Our results are somewhat related to previous analyses of the yeast proteomes [7, 29], data from which indicate that the abundance of some amino acids and certain overall structural and functional properties correlate with protein abundance. However, no statistically significant differences were observed when studying time points in the diauxic shift data [7]. Some of the yeast results [7, 29] do not agree with the T cell data (e.g., the enrichment of amino acids). Lymphocytes function as individual cells, and in this respect are similar to unicellular organisms like yeast; however, lymphocyte function and development are critically linked to the presence and activities of other cells. Of the observations made in yeast, only the enrichment of lysine agrees with our results. Some of the differences are undoubtedly due to the different organisms used in these studies, whereas others may have arisen from differences in experimental goals and methods.

The previous yeast study [29] was aimed at calculating the abundance of protein products; however, we did not attempt such calculations due to the lack of experimental data as well as the problems inherent in correlating protein abundance with that of mRNAs [30, 31].

T cell signaling

TCR stimulation activates several signaling pathways [24, 32, 33], and the detailed annotations of the genes having prominent changes in expression that were generated by our analyses facilitated the identification of these processes and pathways. Receptor activity had a significant negative correlation at time point 5 in the costimulation dataset. There were only a few activated receptors, including IgG receptor, IL-7 receptor, some forms of TNF receptor and G protein-coupled receptors (GPCRs) (Fig. 5). Another significantly affected ontology group was protein amino acid phosphorylation (time point 3 in the CD3 experiment), which was the most characteristic property of the numerous signaling-related observations. There were few changes in signaling molecules in the first hour after stimulation. Several known components of the TCR signaling pathway were overexpressed, including those of the MAP kinase, Ca2+-related signaling, and NF-κB pathways. Subsequently, transcription factors became activated, and a significant positive correlation was observed at time point 3 in CD3-stimulated cells. The enriched transcription factors included early growth response factors 1, 2 and 4, NFAT, NF-κB, Jun, Fos, B cell translocation gene, and interferon regulatory factor. Thus, all the major transcription factor components active in TCR signaling were present (i.e., Fos and Jun forming AP-1, NFAT, and NF-κB). In agreement with these results, transcription factors expressed in lymphocytes have highly regulated expression patterns [21].

We analyzed a number of additional datasets to address whether the associations seen in the T cell data analysis represent sporadic observations that are cell type-specific. Dynamic covariation occurred between gene expression profiles and a number of proteome characteristics describing amino acid proportions and physicochemical properties in all the investigated cell types and organisms, suggesting that our T cell data is representative of cells in general.

Human B cell data analysis

The B cell dataset [8, 21] represents genes involved in maturation in anti-immunoglobulin M-stimulated Ramos cells. The development of adaptive immunity and responses to foreign molecules and organisms is based on the highly regulated production of hundreds of proteins. B cell maturation is a multi-step process that requires the ordered expression of a large number of genes. B cell differentiation is activated by non-covalent cross-linking of the B cell receptor (BCR), initiating cellular signaling cascades that ultimately activate nuclear transcription factors. Then, transcriptional activation represses or activates gene expression leading to B cell proliferation, upregulation of surface activation markers, and increased antibody synthesis.
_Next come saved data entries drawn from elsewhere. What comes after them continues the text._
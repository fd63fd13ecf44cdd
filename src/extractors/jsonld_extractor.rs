//! JSON-LD extraction from HTML
//!
//! Extracts JSON-LD data from <script type="application/ld+json"> tags.
//! Every script is decoded on its own; a broken script is reported and skipped.

use crate::error::Result;
use crate::extractors::{selector, FormatParser};
use crate::factory::{Diagnostic, ParsingResult, RawItem, RawValue};
use crate::format::Format;
use crate::jsonld::{CachedContextLoader, GraphResolver, Node, NodeValue, VocabularyCache};
use crate::logger::SharedLogger;
use crate::model::normalize_language;
use scraper::Html;
use serde_json::Value as JsonValue;

pub struct JsonLdExtractor {
    loader: CachedContextLoader,
    logger: SharedLogger,
}

impl JsonLdExtractor {
    /// The loader and its vocabulary cache live as long as the extractor, so
    /// documents sharing a context only fetch it once.
    pub fn new(loader: CachedContextLoader, logger: SharedLogger) -> Self {
        Self { loader, logger }
    }

    pub fn loader(&self) -> &CachedContextLoader {
        &self.loader
    }

    pub fn vocabulary(&self) -> &VocabularyCache {
        self.loader.vocabulary()
    }

    /// Items of one decoded script
    fn script_items(&mut self, json: &JsonValue, subject: &str, diagnostics: &mut Vec<Diagnostic>) -> Vec<RawItem> {
        let roots = match json {
            JsonValue::Array(roots) => roots.as_slice(),
            JsonValue::Object(_) => std::slice::from_ref(json),
            _ => {
                diagnostics.push(Diagnostic::new(subject, "not a JSON object or array"));
                return Vec::new();
            }
        };

        let mut items = Vec::new();
        for (i, root) in roots.iter().enumerate() {
            let nodes = match GraphResolver::new(&mut self.loader).resolve(root) {
                Ok(nodes) => nodes,
                Err(e) => {
                    diagnostics.push(Diagnostic::new(format!("{} root #{}", subject, i), e.to_string()));
                    continue;
                }
            };
            // Only the first node of a graph becomes an item
            if let Some(node) = nodes.into_iter().next() {
                items.push(node_item(node, self.loader.vocabulary()));
            }
        }
        items
    }
}

impl FormatParser for JsonLdExtractor {
    fn format(&self) -> Format {
        Format::JsonLd
    }

    fn parse(&mut self, document: &Html) -> Result<ParsingResult> {
        let scripts = selector(r#"script[type="application/ld+json"]"#)?;

        let mut items = Vec::new();
        let mut diagnostics = Vec::new();
        for (i, element) in document.select(&scripts).enumerate() {
            let content = element.text().collect::<String>();
            let trimmed = content.trim();
            if trimmed.is_empty() {
                continue;
            }

            let subject = format!("script #{}", i);
            match serde_json::from_str::<JsonValue>(trimmed) {
                Ok(json) => items.extend(self.script_items(&json, &subject, &mut diagnostics)),
                Err(e) => diagnostics.push(Diagnostic::new(subject, e.to_string())),
            }
        }

        self.logger.debug(
            "json-ld items",
            &[
                ("count", items.len().to_string().as_str()),
                ("context_fetches", self.loader.fetches().to_string().as_str()),
            ],
        )?;
        ParsingResult::new(Format::JsonLd, items, diagnostics, &*self.logger)
    }
}

/// Convert a resolved node, expanding names through the vocabulary cache
pub fn node_item(node: Node, vocabulary: &VocabularyCache) -> RawItem {
    let mut item = RawItem {
        types: node
            .types
            .first()
            .map(|t| vec![vocabulary.expand_iri(t)])
            .unwrap_or_default(),
        id: node.id,
        ..Default::default()
    };

    for (name, values) in node.properties {
        let iri = vocabulary.expand_iri(&name);
        for value in values {
            if let Some(value) = node_value(value, vocabulary) {
                item.push_property(iri.clone(), value);
            }
        }
    }
    item
}

fn node_value(value: NodeValue, vocabulary: &VocabularyCache) -> Option<RawValue> {
    match value {
        NodeValue::Literal { value, language, .. } => Some(RawValue::Text {
            text: value,
            language: language.as_deref().and_then(normalize_language),
        }),
        NodeValue::Node(node) if node.types.is_empty() => node.id.map(RawValue::text),
        NodeValue::Node(node) => Some(RawValue::Item(node_item(node, vocabulary))),
    }
}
Proline and R/(R+K) were significantly enriched during several consecutive late time points, and neutral and small residues were enriched in the last time point (Fig. 6), whereas I, K, Y; and nonpolar and small residues were underrepresented at all late time points. Among the gene ontologies, only transcription factor activity and signal transduction were significantly positively correlated, both at one time point. None of the protein subcellular localization predictions correlated significantly. Maximum correlations are generally seen at late time points, concurrent with the largest alterations in gene expression. This dataset yielded the least amount of significant findings, which is most likely due to the smaller number of genes in the dataset.

Figure 6
figure 6

Data analysis for human B cell differentiation. (Left) Correlation coefficients for 1,358 genes involved in maturation in Ramos B cells at 11 sequential time points. (Right) Only the highly significant cases are shown.

S. cerevisiae cell cycle data analysis

Microarrays have been used to study gene expression in S. cerevisiae cultures synchronized by three independent methods: α factor arrest, elutriation, or arrest of a CDC15 temperature-sensitive mutant [22]. Expression of several yeast genes is known to vary periodically during the cell cycle, and the corresponding gene products may be involved in processes occurring only once during the cycle. To investigate these genes, cell cultures must be synchronized so that the cells are simultaneously in the same cell cycle stage. Several approaches are available for synchronization, three of which were used in this study. The first was elutriation whereas other two were cyclin-dependent. In addition, the effects of the G1 cyclin, Cln3p, and the B-type cyclin, Clb2p, were tested. Cyclins are special cell cycle regulators. Note that the CDC28 data was obtained from ref [34].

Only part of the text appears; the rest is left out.